That moment in which I close my door, and begin to cycle away from the town that has, for 22 years been my home, preparing not to return until I have reached Australia is a thought which has mesmerised me and left me fascinated. Every time I have been out on my bike, my imagination has run wild, picturing the scenes, but more importantly the emotions as I wave goodbye to my nearest and dearest, and set out to do what has, if I’m honest, always felt absurd, and still does! (While I’m being honest, sometimes I get a little carried away, and probably seem a little crazy to all the other cars, cycling from my drive in a frenzy of waving, tears, and slow pedalling.)

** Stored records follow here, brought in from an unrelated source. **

//! Sensor Subscription Traits
//!
//! Phones and wearables expose step data in one of two shapes:
//!
//! ```text
//! Step counter:   boot ──► 0 ... 812 ... 4_051 ... (reboot) ──► 0 ...
//!                 lifetime total since boot, reported at the sensor's cadence
//!
//! Step detector:  ─ 1 ─── 1 ─ 1 ──── 1 ──►
//!                 one pulse per detected step, no accumulation
//! ```
//!
//! The platform layer implements [`SensorHub`] and forwards every event to
//! [`crate::StepReconciler::on_reading`]. The reconciler only decides which
//! sensor to subscribe to.

use core::fmt;

/// Hardware step sensor types
#[derive(Debug, Clone, Copy, PartialEq, Eq, Hash)]
#[cfg_attr(feature = "serde", derive(serde::Serialize, serde::Deserialize))]
#[repr(u8)]
pub enum SensorKind {
    /// Lifetime cumulative counter, reset only by a reboot
    StepCounter = 0,
    /// Unit pulse per detected step
    StepDetector = 1,
}

impl SensorKind {
    /// Get human-readable name
    pub const fn name(&self) -> &'static str {
        match self {
            SensorKind::StepCounter => "step counter",
            SensorKind::StepDetector => "step detector",
        }
    }
}

impl fmt::Display for SensorKind {
    fn fmt(&self, f: &mut fmt::Formatter<'_>) -> fmt::Result {
        f.write_str(self.name())
    }
}

/// Input mode the reconciler is running in
#[derive(Debug, Clone, Copy, PartialEq, Eq, Default)]
#[cfg_attr(feature = "serde", derive(serde::Serialize, serde::Deserialize))]
pub enum SensorMode {
    /// Not started, or stopped
    #[default]
    Idle,
    /// Subscribed to the step counter
    Cumulative,
    /// Subscribed to the step detector
    Pulse,
    /// No usable sensor; the observer has been told
    Unsupported,
}

impl SensorMode {
    /// Sensor feeding this mode, if any
    pub const fn sensor(&self) -> Option<SensorKind> {
        match self {
            SensorMode::Cumulative => Some(SensorKind::StepCounter),
            SensorMode::Pulse => Some(SensorKind::StepDetector),
            SensorMode::Idle | SensorMode::Unsupported => None,
        }
    }
}

/// Raw value delivered by the platform sensor layer
#[derive(Debug, Clone, Copy, PartialEq)]
pub enum SensorReading {
    /// Lifetime counter value from a step counter
    Counter(i64),
    /// Pulse magnitude from a step detector (1.0 means one step)
    Detector(f32),
}

impl SensorReading {
    /// Sensor that produced this reading
    pub const fn kind(&self) -> SensorKind {
        match self {
            SensorReading::Counter(_) => SensorKind::StepCounter,
            SensorReading::Detector(_) => SensorKind::StepDetector,
        }
    }
}

/// Platform sensor subscription
///
/// Implementations deliver readings by calling the reconciler; they must do
/// so from a single execution context.
pub trait SensorHub {
    /// Whether the device has this sensor
    fn has_capability(&self, kind: SensorKind) -> bool;

    /// Start delivering readings for `kind`; `false` if the platform refused
    fn subscribe(&mut self, kind: SensorKind) -> bool;

    /// Stop delivering readings
    fn unsubscribe(&mut self);
}

impl<H: SensorHub + ?Sized> SensorHub for &mut H {
    fn has_capability(&self, kind: SensorKind) -> bool {
        (**self).has_capability(kind)
    }

    fn subscribe(&mut self, kind: SensorKind) -> bool {
        (**self).subscribe(kind)
    }

    fn unsubscribe(&mut self) {
        (**self).unsubscribe();
    }
}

One day before, I thought I’d have a good idea of how I’d actually be feeling. That’s not the case… I’m feeling everything. My rollercoaster of emotions could be described like a weather forecast: “We have a big spot of excitement which is here to stay, but there have been some cloudy patches of nerves slowly creeping in over the past few days, with highs of exhilaration, and lows of apprehension. The ‘tired’ front which has been hovering around for the past week looks like it is here to stay as we continue to seem unable to get a full night’s sleep, and the past 3 days have seen a manic amount of preparation.”
Overall though, I feel as ready as I could. Sure, I still have doubts, ‘Have I remembered everything?’, ‘Am I making a huge mistake?’, ‘Have I done enough training?’, and I know the answer to that last question is a big, fat, ‘No!’, but, ah well… I’ve done all I can, let’s see what happens next! As I was reassured by fellow bike tourer, Mark Swain, who cycled from Ireland to Australia, “Now it’s time for the easy part.” I’m a bit dubious about that, however a lot of people seem to agree that the hardest part is finding the confidence to begin. Although there’s a long road ahead, it’s also been a long road to even get to this point, since deciding two years ago.